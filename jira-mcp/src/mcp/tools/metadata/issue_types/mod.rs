//! Issue type taxonomy tool for MCP operations

use crate::mcp::responses::json_response;
use crate::mcp::shared_utils::McpErrorHandler;
use crate::mcp::tool_registry::{McpTool, ToolContext};
use async_trait::async_trait;
use rmcp::model::CallToolResult;
use rmcp::Error as McpError;

/// Tool for enumerating issue types
#[derive(Default)]
pub struct GetIssueTypesTool;

impl GetIssueTypesTool {
    /// Creates a new instance of the GetIssueTypesTool
    pub fn new() -> Self {
        Self
    }
}

#[async_trait]
impl McpTool for GetIssueTypesTool {
    fn name(&self) -> &'static str {
        "get_issue_types"
    }

    fn title(&self) -> &'static str {
        "Get Issue Types"
    }

    fn description(&self) -> &'static str {
        "Enumerate the issue type taxonomy"
    }

    fn read_only(&self) -> bool {
        true
    }

    fn schema(&self) -> serde_json::Value {
        serde_json::json!({
            "type": "object",
            "properties": {},
            "required": []
        })
    }

    async fn execute(
        &self,
        _arguments: serde_json::Map<String, serde_json::Value>,
        context: &ToolContext,
    ) -> std::result::Result<CallToolResult, McpError> {
        match context.client.issue_types().await {
            Ok(types) => Ok(json_response(&types)),
            Err(e) => Err(McpErrorHandler::handle_error(e, "get_issue_types")),
        }
    }
}
//! Field metadata tool for MCP operations

use crate::mcp::responses::json_response;
use crate::mcp::shared_utils::McpErrorHandler;
use crate::mcp::tool_registry::{McpTool, ToolContext};
use async_trait::async_trait;
use rmcp::model::CallToolResult;
use rmcp::Error as McpError;

/// Tool for enumerating field metadata
#[derive(Default)]
pub struct GetFieldsTool;

impl GetFieldsTool {
    /// Creates a new instance of the GetFieldsTool
    pub fn new() -> Self {
        Self
    }
}

#[async_trait]
impl McpTool for GetFieldsTool {
    fn name(&self) -> &'static str {
        "get_fields"
    }

    fn title(&self) -> &'static str {
        "Get Fields"
    }

    fn description(&self) -> &'static str {
        "Enumerate field metadata, including custom fields and their ids"
    }

    fn read_only(&self) -> bool {
        true
    }

    fn schema(&self) -> serde_json::Value {
        serde_json::json!({
            "type": "object",
            "properties": {},
            "required": []
        })
    }

    async fn execute(
        &self,
        _arguments: serde_json::Map<String, serde_json::Value>,
        context: &ToolContext,
    ) -> std::result::Result<CallToolResult, McpError> {
        match context.client.fields().await {
            Ok(fields) => Ok(json_response(&fields)),
            Err(e) => Err(McpErrorHandler::handle_error(e, "get_fields")),
        }
    }
}
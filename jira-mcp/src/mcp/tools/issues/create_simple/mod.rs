//! Minimal issue creation tool for MCP operations

use crate::mcp::responses::json_response;
use crate::mcp::shared_utils::{McpErrorHandler, McpValidation};
use crate::mcp::tool_registry::{BaseToolImpl, McpTool, ToolContext};
use crate::mcp::types::CreateSimpleIssueRequest;
use async_trait::async_trait;
use rmcp::model::CallToolResult;
use rmcp::Error as McpError;
use serde_json::{json, Value};

/// Tool for creating an issue from the minimal field set
#[derive(Default)]
pub struct CreateSimpleIssueTool;

impl CreateSimpleIssueTool {
    /// Creates a new instance of the CreateSimpleIssueTool
    pub fn new() -> Self {
        Self
    }
}

#[async_trait]
impl McpTool for CreateSimpleIssueTool {
    fn name(&self) -> &'static str {
        "create_simple_issue"
    }

    fn title(&self) -> &'static str {
        "Create Simple Issue"
    }

    fn description(&self) -> &'static str {
        "Create an issue from project key, summary, issue type (default Task), and an \
         optional description"
    }

    fn read_only(&self) -> bool {
        false
    }

    fn schema(&self) -> serde_json::Value {
        serde_json::json!({
            "type": "object",
            "properties": {
                "project": {
                    "type": "string",
                    "description": "Project key the issue belongs to"
                },
                "summary": {
                    "type": "string",
                    "description": "One-line summary"
                },
                "issue_type": {
                    "type": "string",
                    "description": "Issue type name (default Task)"
                },
                "description": {
                    "type": "string",
                    "description": "Optional longer description"
                }
            },
            "required": ["project", "summary"]
        })
    }

    async fn execute(
        &self,
        arguments: serde_json::Map<String, serde_json::Value>,
        context: &ToolContext,
    ) -> std::result::Result<CallToolResult, McpError> {
        let request: CreateSimpleIssueRequest = BaseToolImpl::parse_arguments(arguments)?;

        McpValidation::validate_not_empty(&request.summary, "summary")?;

        let mut fields = serde_json::Map::new();
        fields.insert("project".to_string(), json!({ "key": request.project }));
        fields.insert("summary".to_string(), Value::String(request.summary));
        fields.insert("issuetype".to_string(), json!({ "name": request.issue_type }));
        if let Some(description) = request.description {
            fields.insert("description".to_string(), Value::String(description));
        }

        match context.client.create_issue(fields).await {
            Ok(created) => Ok(json_response(&created)),
            Err(e) => Err(McpErrorHandler::handle_error(e, "create_simple_issue")),
        }
    }
}

#[cfg(test)]
mod tests {
    use super::*;
    use crate::test_utils::RecordingJira;
    use std::sync::Arc;

    #[tokio::test]
    async fn test_simple_create_builds_field_map() {
        let fake = Arc::new(RecordingJira::new());
        let context = ToolContext::new(fake.clone());

        let mut args = serde_json::Map::new();
        args.insert("project".to_string(), json!("X"));
        args.insert("summary".to_string(), json!("fix the thing"));

        CreateSimpleIssueTool::new().execute(args, &context).await.unwrap();

        let sent = fake.call_args("create_issue").unwrap();
        assert_eq!(sent["project"], json!({ "key": "X" }));
        assert_eq!(sent["summary"], json!("fix the thing"));
        assert_eq!(sent["issuetype"], json!({ "name": "Task" }));
    }
}
//! Group membership tool for MCP operations

use crate::mcp::responses::message_response;
use crate::mcp::shared_utils::McpErrorHandler;
use crate::mcp::tool_registry::{BaseToolImpl, McpTool, ToolContext};
use crate::mcp::types::AddUserToGroupRequest;
use async_trait::async_trait;
use rmcp::model::CallToolResult;
use rmcp::Error as McpError;

/// Tool for adding an account to a group
#[derive(Default)]
pub struct AddUserToGroupTool;

impl AddUserToGroupTool {
    /// Creates a new instance of the AddUserToGroupTool
    pub fn new() -> Self {
        Self
    }
}

#[async_trait]
impl McpTool for AddUserToGroupTool {
    fn name(&self) -> &'static str {
        "add_user_to_group"
    }

    fn title(&self) -> &'static str {
        "Add User To Group"
    }

    fn description(&self) -> &'static str {
        "Add an account to a group"
    }

    fn read_only(&self) -> bool {
        false
    }

    fn schema(&self) -> serde_json::Value {
        serde_json::json!({
            "type": "object",
            "properties": {
                "group": {
                    "type": "string",
                    "description": "Group name"
                },
                "account_id": {
                    "type": "string",
                    "description": "Account id to add"
                }
            },
            "required": ["group", "account_id"]
        })
    }

    async fn execute(
        &self,
        arguments: serde_json::Map<String, serde_json::Value>,
        context: &ToolContext,
    ) -> std::result::Result<CallToolResult, McpError> {
        let request: AddUserToGroupRequest = BaseToolImpl::parse_arguments(arguments)?;
        match context
            .client
            .add_user_to_group(&request.group, &request.account_id)
            .await
        {
            Ok(_) => Ok(message_response(format!(
                "Added {} to group {}",
                request.account_id, request.group
            ))),
            Err(e) => Err(McpErrorHandler::handle_error(e, "add_user_to_group")),
        }
    }
}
————————
» Required action
With nothing left out, output the whole listing exactly.

» Solution below
filename jira-mcp/src/mcp/tools/metadata/issue_types/mod.rs
//! Issue type taxonomy tool for MCP operations

use crate::mcp::responses::json_response;
use crate::mcp::shared_utils::McpErrorHandler;
use crate::mcp::tool_registry::{McpTool, ToolContext};
use async_trait::async_trait;
use rmcp::model::CallToolResult;
use rmcp::Error as McpError;

/// Tool for enumerating issue types
#[derive(Default)]
pub struct GetIssueTypesTool;

impl GetIssueTypesTool {
    /// Creates a new instance of the GetIssueTypesTool
    pub fn new() -> Self {
        Self
    }
}

#[async_trait]
impl McpTool for GetIssueTypesTool {
    fn name(&self) -> &'static str {
        "get_issue_types"
    }

    fn title(&self) -> &'static str {
        "Get Issue Types"
    }

    fn description(&self) -> &'static str {
        "Enumerate the issue type taxonomy"
    }

    fn read_only(&self) -> bool {
        true
    }

    fn schema(&self) -> serde_json::Value {
        serde_json::json!({
            "type": "object",
            "properties": {},
            "required": []
        })
    }

    async fn execute(
        &self,
        _arguments: serde_json::Map<String, serde_json::Value>,
        context: &ToolContext,
    ) -> std::result::Result<CallToolResult, McpError> {
        match context.client.issue_types().await {
            Ok(types) => Ok(json_response(&types)),
            Err(e) => Err(McpErrorHandler::handle_error(e, "get_issue_types")),
        }
    }
}
//! Field metadata tool for MCP operations

use crate::mcp::responses::json_response;
use crate::mcp::shared_utils::McpErrorHandler;
use crate::mcp::tool_registry::{McpTool, ToolContext};
use async_trait::async_trait;
use rmcp::model::CallToolResult;
use rmcp::Error as McpError;

/// Tool for enumerating field metadata
#[derive(Default)]
pub struct GetFieldsTool;

impl GetFieldsTool {
    /// Creates a new instance of the GetFieldsTool
    pub fn new() -> Self {
        Self
    }
}

#[async_trait]
impl McpTool for GetFieldsTool {
    fn name(&self) -> &'static str {
        "get_fields"
    }

    fn title(&self) -> &'static str {
        "Get Fields"
    }

    fn description(&self) -> &'static str {
        "Enumerate field metadata, including custom fields and their ids"
    }

    fn read_only(&self) -> bool {
        true
    }

    fn schema(&self) -> serde_json::Value {
        serde_json::json!({
            "type": "object",
            "properties": {},
            "required": []
        })
    }

    async fn execute(
        &self,
        _arguments: serde_json::Map<String, serde_json::Value>,
        context: &ToolContext,
    ) -> std::result::Result<CallToolResult, McpError> {
        match context.client.fields().await {
            Ok(fields) => Ok(json_response(&fields)),
            Err(e) => Err(McpErrorHandler::handle_error(e, "get_fields")),
        }
    }
}
filename jira-mcp/src/mcp/tools/issues/create_simple/mod.rs
//! Minimal issue creation tool for MCP operations

use crate::mcp::responses::json_response;
use crate::mcp::shared_utils::{McpErrorHandler, McpValidation};
use crate::mcp::tool_registry::{BaseToolImpl, McpTool, ToolContext};
use crate::mcp::types::CreateSimpleIssueRequest;
use async_trait::async_trait;
use rmcp::model::CallToolResult;
use rmcp::Error as McpError;
use serde_json::{json, Value};

/// Tool for creating an issue from the minimal field set
#[derive(Default)]
pub struct CreateSimpleIssueTool;

impl CreateSimpleIssueTool {
    /// Creates a new instance of the CreateSimpleIssueTool
    pub fn new() -> Self {
        Self
    }
}

#[async_trait]
impl McpTool for CreateSimpleIssueTool {
    fn name(&self) -> &'static str {
        "create_simple_issue"
    }

    fn title(&self) -> &'static str {
        "Create Simple Issue"
    }

    fn description(&self) -> &'static str {
        "Create an issue from project key, summary, issue type (default Task), and an \
         optional description"
    }

    fn read_only(&self) -> bool {
        false
    }

    fn schema(&self) -> serde_json::Value {
        serde_json::json!({
            "type": "object",
            "properties": {
                "project": {
                    "type": "string",
                    "description": "Project key the issue belongs to"
                },
                "summary": {
                    "type": "string",
                    "description": "One-line summary"
                },
                "issue_type": {
                    "type": "string",
                    "description": "Issue type name (default Task)"
                },
                "description": {
                    "type": "string",
                    "description": "Optional longer description"
                }
            },
            "required": ["project", "summary"]
        })
    }

    async fn execute(
        &self,
        arguments: serde_json::Map<String, serde_json::Value>,
        context: &ToolContext,
    ) -> std::result::Result<CallToolResult, McpError> {
        let request: CreateSimpleIssueRequest = BaseToolImpl::parse_arguments(arguments)?;

        McpValidation::validate_not_empty(&request.summary, "summary")?;

        let mut fields = serde_json::Map::new();
        fields.insert("project".to_string(), json!({ "key": request.project }));
        fields.insert("summary".to_string(), Value::String(request.summary));
        fields.insert("issuetype".to_string(), json!({ "name": request.issue_type }));
        if let Some(description) = request.description {
            fields.insert("description".to_string(), Value::String(description));
        }

        match context.client.create_issue(fields).await {
            Ok(created) => Ok(json_response(&created)),
            Err(e) => Err(McpErrorHandler::handle_error(e, "create_simple_issue")),
        }
    }
}

#[cfg(test)]
mod tests {
    use super::*;
    use crate::test_utils::RecordingJira;
    use std::sync::Arc;

    #[tokio::test]
    async fn test_simple_create_builds_field_map() {
        let fake = Arc::new(RecordingJira::new());
        let context = ToolContext::new(fake.clone());

        let mut args = serde_json::Map::new();
        args.insert("project".to_string(), json!("X"));
        args.insert("summary".to_string(), json!("fix the thing"));

        CreateSimpleIssueTool::new().execute(args, &context).await.unwrap();

        let sent = fake.call_args("create_issue").unwrap();
        assert_eq!(sent["project"], json!({ "key": "X" }));
        assert_eq!(sent["summary"], json!("fix the thing"));
        assert_eq!(sent["issuetype"], json!({ "name": "Task" }));
    }
}
//! Group membership tool for MCP operations

use crate::mcp::responses::message_response;
use crate::mcp::shared_utils::McpErrorHandler;
use crate::mcp::tool_registry::{BaseToolImpl, McpTool, ToolContext};
use crate::mcp::types::AddUserToGroupRequest;
use async_trait::async_trait;
use rmcp::model::CallToolResult;
use rmcp::Error as McpError;

/// Tool for adding an account to a group
#[derive(Default)]
pub struct AddUserToGroupTool;

impl AddUserToGroupTool {
    /// Creates a new instance of the AddUserToGroupTool
    pub fn new() -> Self {
        Self
    }
}

#[async_trait]
impl McpTool for AddUserToGroupTool {
    fn name(&self) -> &'static str {
        "add_user_to_group"
    }

    fn title(&self) -> &'static str {
        "Add User To Group"
    }

    fn description(&self) -> &'static str {
        "Add an account to a group"
    }

    fn read_only(&self) -> bool {
        false
    }

    fn schema(&self) -> serde_json::Value {
        serde_json::json!({
            "type": "object",
            "properties": {
                "group": {
                    "type": "string",
                    "description": "Group name"
                },
                "account_id": {
                    "type": "string",
                    "description": "Account id to add"
                }
            },
            "required": ["group", "account_id"]
        })
    }

    async fn execute(
        &self,
        arguments: serde_json::Map<String, serde_json::Value>,
        context: &ToolContext,
    ) -> std::result::Result<CallToolResult, McpError> {
        let request: AddUserToGroupRequest = BaseToolImpl::parse_arguments(arguments)?;
        match context
            .client
            .add_user_to_group(&request.group, &request.account_id)
            .await
        {
            Ok(_) => Ok(message_response(format!(
                "Added {} to group {}",
                request.account_id, request.group
            ))),
            Err(e) => Err(McpErrorHandler::handle_error(e, "add_user_to_group")),
        }
    }
}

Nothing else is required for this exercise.